Personal information
- Date of birth: 10 October 1976 (age 49)
- Place of birth: Tbilisi, Georgia
- Height: 1.86 m (6 ft 1 in)
- Position: Midfielder

Youth career
- –1994: Dinamo Tbilisi

Senior career*
- Years: Team / Apps / (Gls)
- 1993–1998: Dinamo Tbilisi / 120 / (32)
- 1998–2005: SC Freiburg / 141 / (9)
- 2005: Metalurh Donetsk / 3 / (0)
- 2005–2006: VfL Wolfsburg / 15 / (0)
- 2006–2007: Panionios / 20 / (2)
- 2007–2008: Lokomotive Tbilisi / 20 / (7)
- 2009: Wehen Wiesbaden / 3 / (0)
- Total:  / 322 / (50)

International career
- 1996–1997: Georgia U21 / 6 / (1)
- 1995–2009: Georgia / 58 / (1)

= Levan Tskitishvili =

Georgian footballer

Levan Tskitishvili (ლევან ცქიტიშვილი; born 10 October 1976) is a Georgian former professional footballer who played as a midfielder.

== Career ==
Born in Tbilisi, Tskitishvili started playing for Dinamo Tbilisi in 1994, and in 1998 he was transferred to SC Freiburg, teaming up with other Georgian players. During his time with Freiburg the midfielder Tskitishvili played 111 Bundesliga games.
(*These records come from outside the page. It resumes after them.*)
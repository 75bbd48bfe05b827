//! Decode sessions: one response body in, reply fragments out.
//!
//! A [`ReplyStream`] is bound to one byte source when constructed and does
//! nothing until first polled. It yields [`ReplyEvent::Fragment`]s in wire
//! order, then exactly one [`ReplyEvent::Finished`], then ends.
//!
//! The source is only polled when the caller asks for the next event and
//! every buffered fragment has been handed out, so a slow consumer never
//! causes read-ahead. Cancellation goes through a [`CancellationToken`]; it is
//! checked before every fragment is emitted and raced against every pending
//! read. The source is dropped before the terminal event is emitted.

use std::pin::Pin;
use std::task::{Context, Poll};

use bytes::Bytes;
use futures::{Stream, StreamExt};
use tokio_util::sync::CancellationToken;

use crate::config::DecoderConfig;
use crate::decoder::{Decoder, SessionStats, Step};
use crate::error::TransportError;
use crate::reply::{CollectedReply, Reply};

/// Terminal state of a session. Produced exactly once.
#[derive(Debug)]
pub enum StreamOutcome {
    /// The sentinel was seen or the source closed cleanly.
    ///
    /// `partial` is set when a sentinel was expected but the source closed
    /// without one. Fragments already delivered are still valid.
    Completed {
        /// The stream ended without its end-of-stream marker.
        partial: bool,
    },
    /// The caller cancelled. Fragments already delivered stand.
    Cancelled,
    /// The byte source failed.
    Failed(TransportError),
}

impl StreamOutcome {
    /// Whether the session completed, partially or not.
    #[must_use]
    pub fn is_completed(&self) -> bool {
        matches!(self, Self::Completed { .. })
    }

    /// Whether the stream ended without its expected marker.
    #[must_use]
    pub fn is_partial(&self) -> bool {
        matches!(self, Self::Completed { partial: true })
    }

    /// Whether the session was cancelled.
    #[must_use]
    pub fn is_cancelled(&self) -> bool {
        matches!(self, Self::Cancelled)
    }

    /// Whether the transport failed.
    #[must_use]
    pub fn is_failed(&self) -> bool {
        matches!(self, Self::Failed(_))
    }

    /// The session state this outcome leaves behind.
    #[must_use]
    pub fn state(&self) -> SessionState {
        match self {
            Self::Completed { .. } => SessionState::Completed,
            Self::Cancelled => SessionState::Cancelled,
            Self::Failed(_) => SessionState::Failed,
        }
    }
}

/// Lifecycle of a [`ReplyStream`].
#[derive(Debug, Clone, Copy, PartialEq, Eq)]
pub enum SessionState {
    /// Constructed, not yet polled.
    Idle,
    /// Polled at least once, no outcome yet.
    Streaming,
    /// Terminal: sentinel or clean end of source.
    Completed,
    /// Terminal: the caller cancelled.
    Cancelled,
    /// Terminal: the source failed.
    Failed,
}

impl SessionState {
    /// Whether no further events will be produced.
    #[must_use]
    pub fn is_terminal(self) -> bool {
        matches!(self, Self::Completed | Self::Cancelled | Self::Failed)
    }
}

/// An item produced by a [`ReplyStream`].
#[derive(Debug)]
pub enum ReplyEvent {
    /// Incremental reply text.
    Fragment(String),
    /// The session ended. Always the last event.
    Finished {
        /// How it ended.
        outcome: StreamOutcome,
        /// Counters for the whole session.
        stats: SessionStats,
    },
}

/// Handle to a lazily-driven decode session.
///
/// Implements [`Stream`] with `Item = ReplyEvent`.
pub struct ReplyStream {
    receiver: Pin<Box<dyn Stream<Item = ReplyEvent> + Send>>,
    state: SessionState,
    token: CancellationToken,
}

impl ReplyStream {
    /// Bind a session to a byte source with a fresh cancellation token.
    ///
    /// The source is any stream of byte chunks, such as
    /// `reqwest::Response::bytes_stream()`.
    #[must_use]
    pub fn new<S, E>(source: S, config: DecoderConfig) -> Self
    where
        S: Stream<Item = Result<Bytes, E>> + Send + 'static,
        E: std::error::Error + Send + Sync + 'static,
    {
        Self::with_cancellation(source, config, CancellationToken::new())
    }

    /// Bind a session to a byte source, cancelled through `token`.
    #[must_use]
    pub fn with_cancellation<S, E>(
        source: S,
        config: DecoderConfig,
        token: CancellationToken,
    ) -> Self
    where
        S: Stream<Item = Result<Bytes, E>> + Send + 'static,
        E: std::error::Error + Send + Sync + 'static,
    {
        let receiver = decode_stream(source, config, token.clone());
        Self {
            receiver: Box::pin(receiver),
            state: SessionState::Idle,
            token,
        }
    }

    /// A session that fails without reading anything.
    ///
    /// Used when the transport failed before a body was available.
    #[must_use]
    pub fn failed(error: TransportError) -> Self {
        tracing::debug!(error = %error, "reply stream failed before body");
        let finished = ReplyEvent::Finished {
            outcome: StreamOutcome::Failed(error),
            stats: SessionStats::default(),
        };
        Self {
            receiver: Box::pin(futures::stream::iter([finished])),
            state: SessionState::Idle,
            token: CancellationToken::new(),
        }
    }

    /// Current lifecycle state.
    #[must_use]
    pub fn state(&self) -> SessionState {
        self.state
    }

    /// Request cancellation. Takes effect at the next step of the session.
    pub fn cancel(&self) {
        self.token.cancel();
    }

    /// A token that cancels this session when triggered.
    #[must_use]
    pub fn cancellation_token(&self) -> CancellationToken {
        self.token.clone()
    }

    /// Drive the session to its end, folding fragments into a [`Reply`].
    ///
    /// Returns `None` when the `Finished` event was already taken by an
    /// earlier poll; the outcome is delivered once and is not replayed.
    /// [`ReplyStream::state`] still reports how that session ended.
    pub async fn collect_reply(mut self) -> Option<CollectedReply> {
        let mut reply = Reply::new();
        while let Some(event) = self.next().await {
            match event {
                ReplyEvent::Fragment(text) => reply = reply.push(&text),
                ReplyEvent::Finished { outcome, stats } => {
                    return Some(CollectedReply {
                        reply,
                        outcome,
                        stats,
                    });
                }
            }
        }
        None
    }
}

impl Stream for ReplyStream {
    type Item = ReplyEvent;

    fn poll_next(self: Pin<&mut Self>, cx: &mut Context<'_>) -> Poll<Option<Self::Item>> {
        let this = self.get_mut();
        if this.state == SessionState::Idle {
            this.state = SessionState::Streaming;
        }
        let polled = this.receiver.as_mut().poll_next(cx);
        if let Poll::Ready(Some(ReplyEvent::Finished { outcome, .. })) = &polled {
            this.state = outcome.state();
        }
        polled
    }
}

impl std::fmt::Debug for ReplyStream {
    fn fmt(&self, f: &mut std::fmt::Formatter<'_>) -> std::fmt::Result {
        f.debug_struct("ReplyStream")
            .field("state", &self.state)
            .field("cancelled", &self.token.is_cancelled())
            .finish_non_exhaustive()
    }
}

/// The session loop.
///
/// Buffered frames are fully drained before the next read, and each read is
/// raced against cancellation with cancellation taking priority.
fn decode_stream<S, E>(
    source: S,
    config: DecoderConfig,
    token: CancellationToken,
) -> impl Stream<Item = ReplyEvent> + Send + 'static
where
    S: Stream<Item = Result<Bytes, E>> + Send + 'static,
    E: std::error::Error + Send + Sync + 'static,
{
    async_stream::stream! {
        let mut decoder = Decoder::new(config);
        let mut source = Box::pin(source);
        tracing::debug!(expects_sentinel = decoder.expects_sentinel(), "reply stream started");

        let outcome = 'session: loop {
            while let Some(step) = decoder.next_step() {
                if token.is_cancelled() {
                    break 'session StreamOutcome::Cancelled;
                }
                match step {
                    Step::Fragment(text) => {
                        yield ReplyEvent::Fragment(text);
                    }
                    Step::Sentinel => break 'session StreamOutcome::Completed { partial: false },
                }
            }

            let next = tokio::select! {
                biased;
                () = token.cancelled() => None,
                chunk = source.next() => Some(chunk),
            };

            match next {
                None => break StreamOutcome::Cancelled,
                Some(Some(Ok(chunk))) => {
                    tracing::trace!(len = chunk.len(), "stream chunk received");
                    decoder.feed(&chunk);
                }
                Some(Some(Err(err))) => break StreamOutcome::Failed(TransportError::read(err)),
                Some(None) => match decoder.finish() {
                    Some(Step::Sentinel) => break StreamOutcome::Completed { partial: false },
                    Some(Step::Fragment(text)) => {
                        if token.is_cancelled() {
                            break StreamOutcome::Cancelled;
                        }
                        yield ReplyEvent::Fragment(text);
                        break StreamOutcome::Completed { partial: decoder.expects_sentinel() };
                    }
                    None => break StreamOutcome::Completed { partial: decoder.expects_sentinel() },
                },
            }
        };

        // Release the transport before reporting the outcome.
        drop(source);

        let stats = decoder.stats();
        match &outcome {
            StreamOutcome::Failed(err) => {
                tracing::debug!(
                    error = %err,
                    fragments = stats.fragments_extracted,
                    "reply stream failed"
                );
            }
            other => {
                tracing::debug!(
                    outcome = ?other,
                    fragments = stats.fragments_extracted,
                    "reply stream finished"
                );
            }
        }
        yield ReplyEvent::Finished { outcome, stats };
    }
}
Following the relegation of SC Freiburg in 2005 he was on the verge of signing for Metalurg Donetsk, but instead he accepted a contract with VfL Wolfsburg. He joined SV Wehen Wiesbaden on 1 February 2009, signed a contract until 30 June 2010, but left the club the 2008–09 season. He played 33 games in the 2. Bundesliga.

== International ==
Tskitishvili was capped 56 times and scored one goal for the Georgia national team. He captained the Georgia side in a 2–0 defeat by Italy.